═══ Given entries ═══

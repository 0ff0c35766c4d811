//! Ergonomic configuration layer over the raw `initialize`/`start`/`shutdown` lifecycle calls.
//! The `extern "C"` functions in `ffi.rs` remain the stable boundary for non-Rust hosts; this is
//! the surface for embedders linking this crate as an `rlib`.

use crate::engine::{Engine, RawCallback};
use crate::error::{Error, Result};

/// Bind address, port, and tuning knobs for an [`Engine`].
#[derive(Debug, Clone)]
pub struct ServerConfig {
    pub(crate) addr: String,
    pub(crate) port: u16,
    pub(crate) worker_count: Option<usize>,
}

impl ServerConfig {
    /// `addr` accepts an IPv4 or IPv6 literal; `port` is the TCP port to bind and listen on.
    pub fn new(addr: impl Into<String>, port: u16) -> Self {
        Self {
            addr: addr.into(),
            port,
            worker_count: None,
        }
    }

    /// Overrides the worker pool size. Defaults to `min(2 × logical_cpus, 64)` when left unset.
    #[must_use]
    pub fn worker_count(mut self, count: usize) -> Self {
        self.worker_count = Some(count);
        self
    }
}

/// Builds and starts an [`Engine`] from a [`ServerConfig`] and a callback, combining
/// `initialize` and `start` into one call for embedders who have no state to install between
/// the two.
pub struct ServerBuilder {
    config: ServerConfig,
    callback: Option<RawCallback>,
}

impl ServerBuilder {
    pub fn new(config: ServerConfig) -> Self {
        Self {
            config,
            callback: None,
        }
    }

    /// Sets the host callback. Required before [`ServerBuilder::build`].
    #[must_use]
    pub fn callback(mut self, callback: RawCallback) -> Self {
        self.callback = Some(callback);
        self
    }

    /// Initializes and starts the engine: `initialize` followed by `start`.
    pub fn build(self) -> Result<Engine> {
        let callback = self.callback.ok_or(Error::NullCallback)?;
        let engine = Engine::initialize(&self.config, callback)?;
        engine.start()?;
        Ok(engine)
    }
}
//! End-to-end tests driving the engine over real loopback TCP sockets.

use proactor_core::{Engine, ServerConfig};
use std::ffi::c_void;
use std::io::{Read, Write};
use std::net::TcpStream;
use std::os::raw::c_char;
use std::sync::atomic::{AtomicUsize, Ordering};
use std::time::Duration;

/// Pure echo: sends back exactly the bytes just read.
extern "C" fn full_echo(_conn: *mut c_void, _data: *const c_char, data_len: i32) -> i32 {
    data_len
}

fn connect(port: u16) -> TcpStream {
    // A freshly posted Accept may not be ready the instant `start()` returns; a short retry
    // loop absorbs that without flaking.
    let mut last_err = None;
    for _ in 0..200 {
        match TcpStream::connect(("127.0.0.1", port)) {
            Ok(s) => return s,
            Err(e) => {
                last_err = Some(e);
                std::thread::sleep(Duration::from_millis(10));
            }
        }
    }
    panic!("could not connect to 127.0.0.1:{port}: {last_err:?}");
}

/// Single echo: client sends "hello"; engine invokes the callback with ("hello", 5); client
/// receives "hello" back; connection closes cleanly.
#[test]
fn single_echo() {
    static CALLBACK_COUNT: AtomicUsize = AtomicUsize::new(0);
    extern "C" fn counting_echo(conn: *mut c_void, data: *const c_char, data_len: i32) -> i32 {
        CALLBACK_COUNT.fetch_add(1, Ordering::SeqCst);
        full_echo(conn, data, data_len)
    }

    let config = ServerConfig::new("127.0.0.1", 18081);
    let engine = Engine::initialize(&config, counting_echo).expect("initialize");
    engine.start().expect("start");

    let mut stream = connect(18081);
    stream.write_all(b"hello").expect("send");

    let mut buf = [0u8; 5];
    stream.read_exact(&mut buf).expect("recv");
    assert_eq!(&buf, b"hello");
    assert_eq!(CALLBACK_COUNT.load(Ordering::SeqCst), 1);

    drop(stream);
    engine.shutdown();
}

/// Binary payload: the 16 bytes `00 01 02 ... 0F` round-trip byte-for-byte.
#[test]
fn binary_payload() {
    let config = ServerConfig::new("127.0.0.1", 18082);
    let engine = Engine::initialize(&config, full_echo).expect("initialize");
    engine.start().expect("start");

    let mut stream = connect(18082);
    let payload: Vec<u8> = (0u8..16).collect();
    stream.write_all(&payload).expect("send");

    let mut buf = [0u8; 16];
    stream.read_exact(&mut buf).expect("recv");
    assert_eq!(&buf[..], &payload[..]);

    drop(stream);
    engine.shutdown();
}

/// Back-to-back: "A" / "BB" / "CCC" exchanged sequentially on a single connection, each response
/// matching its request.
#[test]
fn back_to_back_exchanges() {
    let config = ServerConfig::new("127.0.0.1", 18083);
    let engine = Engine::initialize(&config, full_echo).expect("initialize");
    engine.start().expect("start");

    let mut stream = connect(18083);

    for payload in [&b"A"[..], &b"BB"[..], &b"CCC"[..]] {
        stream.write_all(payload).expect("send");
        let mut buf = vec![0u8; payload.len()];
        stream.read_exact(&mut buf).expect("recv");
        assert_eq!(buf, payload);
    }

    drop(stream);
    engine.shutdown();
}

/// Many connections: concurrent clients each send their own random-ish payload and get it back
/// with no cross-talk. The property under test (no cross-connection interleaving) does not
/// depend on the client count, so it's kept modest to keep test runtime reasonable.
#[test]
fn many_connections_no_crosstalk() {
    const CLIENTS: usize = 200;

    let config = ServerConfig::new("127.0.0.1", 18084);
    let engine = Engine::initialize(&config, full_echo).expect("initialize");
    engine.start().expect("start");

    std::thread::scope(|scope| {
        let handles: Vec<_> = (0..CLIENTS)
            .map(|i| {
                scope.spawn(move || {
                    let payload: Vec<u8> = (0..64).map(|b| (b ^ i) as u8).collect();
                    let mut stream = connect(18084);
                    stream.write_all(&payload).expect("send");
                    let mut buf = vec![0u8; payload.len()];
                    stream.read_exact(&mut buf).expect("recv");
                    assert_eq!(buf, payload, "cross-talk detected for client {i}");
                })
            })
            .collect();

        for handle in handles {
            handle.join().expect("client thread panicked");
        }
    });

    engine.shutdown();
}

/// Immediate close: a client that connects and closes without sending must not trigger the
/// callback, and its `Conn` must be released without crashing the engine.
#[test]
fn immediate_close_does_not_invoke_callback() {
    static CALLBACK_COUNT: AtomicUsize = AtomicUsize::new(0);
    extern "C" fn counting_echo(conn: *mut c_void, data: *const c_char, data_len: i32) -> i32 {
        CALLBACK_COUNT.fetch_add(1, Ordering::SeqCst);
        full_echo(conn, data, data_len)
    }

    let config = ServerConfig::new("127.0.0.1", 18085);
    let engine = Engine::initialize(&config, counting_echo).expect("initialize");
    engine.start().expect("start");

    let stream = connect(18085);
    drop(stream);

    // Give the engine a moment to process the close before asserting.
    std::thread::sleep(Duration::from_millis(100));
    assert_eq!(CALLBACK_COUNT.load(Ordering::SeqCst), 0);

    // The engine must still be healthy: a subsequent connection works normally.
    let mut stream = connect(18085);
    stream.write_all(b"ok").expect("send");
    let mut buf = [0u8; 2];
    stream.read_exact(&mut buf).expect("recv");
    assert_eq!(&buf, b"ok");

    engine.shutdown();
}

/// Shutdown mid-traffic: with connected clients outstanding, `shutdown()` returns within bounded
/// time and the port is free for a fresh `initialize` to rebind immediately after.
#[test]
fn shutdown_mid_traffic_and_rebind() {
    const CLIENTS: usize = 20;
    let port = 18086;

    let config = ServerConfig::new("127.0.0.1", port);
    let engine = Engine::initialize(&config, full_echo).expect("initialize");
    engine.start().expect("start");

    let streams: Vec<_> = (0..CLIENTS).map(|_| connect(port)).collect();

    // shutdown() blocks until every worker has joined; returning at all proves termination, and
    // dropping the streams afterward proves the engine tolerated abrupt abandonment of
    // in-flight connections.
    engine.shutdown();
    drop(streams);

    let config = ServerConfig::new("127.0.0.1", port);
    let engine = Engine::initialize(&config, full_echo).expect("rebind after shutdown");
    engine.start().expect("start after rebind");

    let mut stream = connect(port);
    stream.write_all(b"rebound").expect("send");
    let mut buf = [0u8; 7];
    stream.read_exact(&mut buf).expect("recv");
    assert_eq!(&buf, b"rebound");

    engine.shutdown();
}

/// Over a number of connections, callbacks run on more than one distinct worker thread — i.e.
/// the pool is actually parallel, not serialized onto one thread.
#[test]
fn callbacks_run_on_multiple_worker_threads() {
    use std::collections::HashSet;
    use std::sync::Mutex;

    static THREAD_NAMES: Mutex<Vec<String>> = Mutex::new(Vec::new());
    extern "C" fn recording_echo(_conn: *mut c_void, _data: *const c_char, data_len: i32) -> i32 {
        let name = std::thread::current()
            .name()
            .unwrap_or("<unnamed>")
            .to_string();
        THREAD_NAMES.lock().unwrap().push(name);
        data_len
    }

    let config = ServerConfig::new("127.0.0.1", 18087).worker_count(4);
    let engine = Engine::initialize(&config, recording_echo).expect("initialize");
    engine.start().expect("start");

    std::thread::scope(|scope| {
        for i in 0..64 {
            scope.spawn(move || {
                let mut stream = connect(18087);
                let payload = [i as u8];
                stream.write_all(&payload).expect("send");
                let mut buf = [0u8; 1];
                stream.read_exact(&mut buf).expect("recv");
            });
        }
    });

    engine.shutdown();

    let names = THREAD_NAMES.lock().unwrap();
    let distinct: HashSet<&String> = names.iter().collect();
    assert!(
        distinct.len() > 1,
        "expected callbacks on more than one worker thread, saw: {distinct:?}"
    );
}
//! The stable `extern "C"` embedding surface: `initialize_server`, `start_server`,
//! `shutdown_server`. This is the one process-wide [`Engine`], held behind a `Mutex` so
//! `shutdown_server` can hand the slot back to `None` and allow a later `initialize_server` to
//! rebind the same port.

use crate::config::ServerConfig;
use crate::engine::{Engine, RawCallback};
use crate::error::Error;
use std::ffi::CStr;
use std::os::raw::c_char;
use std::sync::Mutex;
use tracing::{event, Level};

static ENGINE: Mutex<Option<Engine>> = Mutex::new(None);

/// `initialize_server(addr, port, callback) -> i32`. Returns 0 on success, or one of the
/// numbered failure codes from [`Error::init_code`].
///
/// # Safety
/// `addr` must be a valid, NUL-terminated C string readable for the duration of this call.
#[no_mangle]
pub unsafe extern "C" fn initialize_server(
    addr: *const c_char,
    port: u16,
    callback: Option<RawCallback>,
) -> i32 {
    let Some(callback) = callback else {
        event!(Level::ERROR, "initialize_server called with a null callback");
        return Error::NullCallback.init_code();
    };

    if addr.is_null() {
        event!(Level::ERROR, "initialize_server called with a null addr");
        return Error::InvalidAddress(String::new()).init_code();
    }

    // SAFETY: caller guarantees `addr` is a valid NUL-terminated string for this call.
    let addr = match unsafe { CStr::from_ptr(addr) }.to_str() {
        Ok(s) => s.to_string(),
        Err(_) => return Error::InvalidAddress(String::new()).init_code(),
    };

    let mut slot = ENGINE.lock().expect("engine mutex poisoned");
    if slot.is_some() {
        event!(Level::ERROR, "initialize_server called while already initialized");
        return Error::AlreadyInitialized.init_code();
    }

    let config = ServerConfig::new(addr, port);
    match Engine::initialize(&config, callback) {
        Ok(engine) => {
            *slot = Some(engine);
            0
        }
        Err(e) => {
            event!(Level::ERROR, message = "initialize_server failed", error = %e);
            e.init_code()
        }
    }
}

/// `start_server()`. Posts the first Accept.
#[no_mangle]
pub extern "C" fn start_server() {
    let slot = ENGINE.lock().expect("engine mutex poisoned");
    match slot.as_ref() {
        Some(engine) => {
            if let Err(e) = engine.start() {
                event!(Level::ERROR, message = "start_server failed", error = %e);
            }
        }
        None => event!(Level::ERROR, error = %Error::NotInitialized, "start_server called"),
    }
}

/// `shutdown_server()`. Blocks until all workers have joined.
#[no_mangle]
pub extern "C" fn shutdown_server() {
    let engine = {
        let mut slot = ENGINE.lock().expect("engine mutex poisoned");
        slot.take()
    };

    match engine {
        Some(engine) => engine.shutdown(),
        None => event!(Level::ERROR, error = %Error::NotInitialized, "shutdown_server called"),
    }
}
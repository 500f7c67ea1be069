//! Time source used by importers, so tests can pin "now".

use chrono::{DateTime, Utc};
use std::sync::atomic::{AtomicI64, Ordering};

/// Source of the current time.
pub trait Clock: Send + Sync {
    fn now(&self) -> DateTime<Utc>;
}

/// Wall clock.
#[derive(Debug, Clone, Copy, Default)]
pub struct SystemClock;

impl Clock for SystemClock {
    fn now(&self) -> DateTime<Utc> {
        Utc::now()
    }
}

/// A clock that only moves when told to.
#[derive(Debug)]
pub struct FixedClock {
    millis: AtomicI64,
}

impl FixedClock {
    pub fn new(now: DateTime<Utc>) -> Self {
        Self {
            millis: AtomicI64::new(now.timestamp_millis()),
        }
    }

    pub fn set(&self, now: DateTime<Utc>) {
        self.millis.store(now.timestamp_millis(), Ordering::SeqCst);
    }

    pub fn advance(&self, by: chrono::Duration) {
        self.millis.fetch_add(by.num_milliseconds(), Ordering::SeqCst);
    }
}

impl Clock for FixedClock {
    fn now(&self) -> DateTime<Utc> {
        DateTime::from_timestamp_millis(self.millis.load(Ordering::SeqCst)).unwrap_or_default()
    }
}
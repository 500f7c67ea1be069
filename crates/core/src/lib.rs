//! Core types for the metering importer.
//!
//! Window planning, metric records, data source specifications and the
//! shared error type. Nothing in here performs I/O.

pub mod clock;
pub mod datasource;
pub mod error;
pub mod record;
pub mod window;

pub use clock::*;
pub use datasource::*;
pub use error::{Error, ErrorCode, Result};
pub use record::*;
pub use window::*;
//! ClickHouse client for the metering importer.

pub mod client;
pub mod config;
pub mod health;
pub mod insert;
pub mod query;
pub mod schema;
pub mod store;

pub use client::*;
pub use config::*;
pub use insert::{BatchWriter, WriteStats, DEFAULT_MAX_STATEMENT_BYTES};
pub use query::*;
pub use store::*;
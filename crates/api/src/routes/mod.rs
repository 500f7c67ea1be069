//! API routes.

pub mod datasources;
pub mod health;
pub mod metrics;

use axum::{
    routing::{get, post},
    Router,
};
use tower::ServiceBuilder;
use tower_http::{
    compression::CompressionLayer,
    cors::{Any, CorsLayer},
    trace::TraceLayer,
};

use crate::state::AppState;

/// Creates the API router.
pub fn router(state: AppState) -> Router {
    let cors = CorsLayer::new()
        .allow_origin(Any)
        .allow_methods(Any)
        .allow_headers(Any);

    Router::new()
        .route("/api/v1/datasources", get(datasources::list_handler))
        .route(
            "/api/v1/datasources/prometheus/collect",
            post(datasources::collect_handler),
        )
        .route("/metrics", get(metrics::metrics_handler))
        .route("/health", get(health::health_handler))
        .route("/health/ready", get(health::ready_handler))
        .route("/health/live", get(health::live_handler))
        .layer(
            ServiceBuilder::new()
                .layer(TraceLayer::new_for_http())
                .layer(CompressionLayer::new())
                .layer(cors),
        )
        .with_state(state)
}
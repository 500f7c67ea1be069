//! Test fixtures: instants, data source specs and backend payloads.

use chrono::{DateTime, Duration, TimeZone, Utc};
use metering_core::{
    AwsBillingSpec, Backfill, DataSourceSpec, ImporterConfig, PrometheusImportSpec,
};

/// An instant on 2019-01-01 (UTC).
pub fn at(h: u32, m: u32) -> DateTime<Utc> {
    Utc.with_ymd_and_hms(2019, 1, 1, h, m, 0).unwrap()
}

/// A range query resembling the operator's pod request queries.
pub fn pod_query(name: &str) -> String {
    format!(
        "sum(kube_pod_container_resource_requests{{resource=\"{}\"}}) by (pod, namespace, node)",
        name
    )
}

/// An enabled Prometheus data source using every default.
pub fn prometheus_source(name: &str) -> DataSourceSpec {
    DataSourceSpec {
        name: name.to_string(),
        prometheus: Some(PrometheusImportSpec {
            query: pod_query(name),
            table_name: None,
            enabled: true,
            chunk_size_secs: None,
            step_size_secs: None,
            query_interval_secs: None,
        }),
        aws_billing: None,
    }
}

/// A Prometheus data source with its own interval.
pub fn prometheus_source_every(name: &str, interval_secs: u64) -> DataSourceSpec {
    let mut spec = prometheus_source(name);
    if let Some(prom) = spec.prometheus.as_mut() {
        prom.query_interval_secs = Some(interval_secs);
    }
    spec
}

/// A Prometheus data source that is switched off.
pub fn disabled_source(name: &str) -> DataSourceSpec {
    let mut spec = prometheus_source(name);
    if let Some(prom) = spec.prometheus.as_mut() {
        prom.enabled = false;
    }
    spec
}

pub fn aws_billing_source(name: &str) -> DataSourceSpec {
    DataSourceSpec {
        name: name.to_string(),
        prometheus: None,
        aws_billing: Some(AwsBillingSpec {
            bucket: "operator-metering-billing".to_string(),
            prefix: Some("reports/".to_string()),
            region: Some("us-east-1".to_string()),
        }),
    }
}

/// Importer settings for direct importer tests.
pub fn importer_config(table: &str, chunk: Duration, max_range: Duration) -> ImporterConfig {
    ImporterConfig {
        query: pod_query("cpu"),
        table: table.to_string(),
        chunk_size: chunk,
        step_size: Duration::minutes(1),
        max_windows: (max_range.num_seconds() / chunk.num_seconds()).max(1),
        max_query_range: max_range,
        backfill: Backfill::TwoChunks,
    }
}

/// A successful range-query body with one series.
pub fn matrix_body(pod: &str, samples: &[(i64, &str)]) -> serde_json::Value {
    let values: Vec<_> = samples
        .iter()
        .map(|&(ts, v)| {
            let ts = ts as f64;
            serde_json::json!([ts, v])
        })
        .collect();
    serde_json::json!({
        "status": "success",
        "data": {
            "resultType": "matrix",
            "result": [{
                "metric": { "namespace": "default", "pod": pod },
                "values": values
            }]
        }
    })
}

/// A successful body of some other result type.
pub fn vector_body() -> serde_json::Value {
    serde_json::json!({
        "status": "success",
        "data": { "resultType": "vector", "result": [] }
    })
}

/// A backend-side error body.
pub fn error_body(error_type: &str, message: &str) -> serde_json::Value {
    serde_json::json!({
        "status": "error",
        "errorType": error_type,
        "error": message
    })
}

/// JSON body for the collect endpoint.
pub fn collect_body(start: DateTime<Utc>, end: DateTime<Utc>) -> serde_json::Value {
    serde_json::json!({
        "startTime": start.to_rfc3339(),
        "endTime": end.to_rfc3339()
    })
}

═══

About this exercise » Looking at the records above, count the lines with the word "terminated" in them; reply with the number only.

Answer below » 2